The Core Location framework is used for dealing with locations on the surface of the Earth. You can use it to fetch the latitude and longitude of the device’s current location, fetched from GPS (if equipped) or the known locations of available Wi-Fi networks. Core Location also offers geocoding, mapping locations to city/state/country information and vice versa. Apps that work with Apple’s iBeacons for interacting with short-range points of interest, like departments of a store, do so using Core Location’s CLBeacon type.

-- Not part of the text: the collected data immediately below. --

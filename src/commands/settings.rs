use crate::models::Settings;
use crate::services::state::AppState;
use tauri::State;

#[tauri::command]
pub async fn get_settings(state: State<'_, AppState>) -> Result<Settings, String> {
    state.get_settings().map_err(|e| e.to_string())
}

#[tauri::command]
pub async fn save_settings(payload: Settings, state: State<'_, AppState>) -> Result<(), String> {
    state.update_settings(payload).map_err(|e| e.to_string())
}

#[tauri::command]
pub async fn pick_folder() -> Result<Option<String>, String> {
    let selection = rfd::FileDialog::new()
        .pick_folder()
        .map(|path| path.to_string_lossy().to_string());
    Ok(selection)
}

While Core Location tells you where you are, MapKit can tell you where you are going. With MapKit, an app can perform location-based searches for points of interest, or request driving or walking directions between two locations. MapKit also provides an MKMapView for showing maps as UIViews in your app.

On a much smaller scale, Core Motion uses the gyroscopes and compass in the device to sense motion and orientation. You can use this framework to find out when and how the phone is being moved around, which compass direction it’s facing, and even get pedometer data as the user walks around with the device.

HealthKit

In the last few years, and especially since the debut of Apple Watch, iOS has shown a keen interest in health-tracking data. To the third-party developer, this is available through the HealthKit framework. This framework allows apps to access data like step count, pulse, weight, and more, as entered manually by the user or as monitored by their Apple Watch, the M7 motion-sensor chip in the iPhone, or other compatible devices.

Health data is uniquely sensitive and must be handled with more care than, say, a user’s favorite podcasts or their lock screen picture. HealthKit apps require developers to provide an explicit privacy policy for how the health data will be used, and forbid a wide range of behaviors that fall outside of what can be addressed in code; for example, you cannot serve advertising based on the user’s health data. Full details are available in HealthKit’s docs.

Interacting with Other Devices

Finally, iOS devices can interact with many other kinds of devices, increasing the usefulness of both. HomeKit is Apple’s protocol for Internet-of-things products, such as smart appliances, security systems, and so on. The HomeKit framework in iOS lets you discover the devices in a home and the services they provide, and communicate with them.

For general-purpose wireless connectivity, including the vast number of third-party devices that use Bluetooth LE (“Low Energy”), iOS offers Core Bluetooth. This low-level framework allows your app to discover nearby LE devices and send requests to them.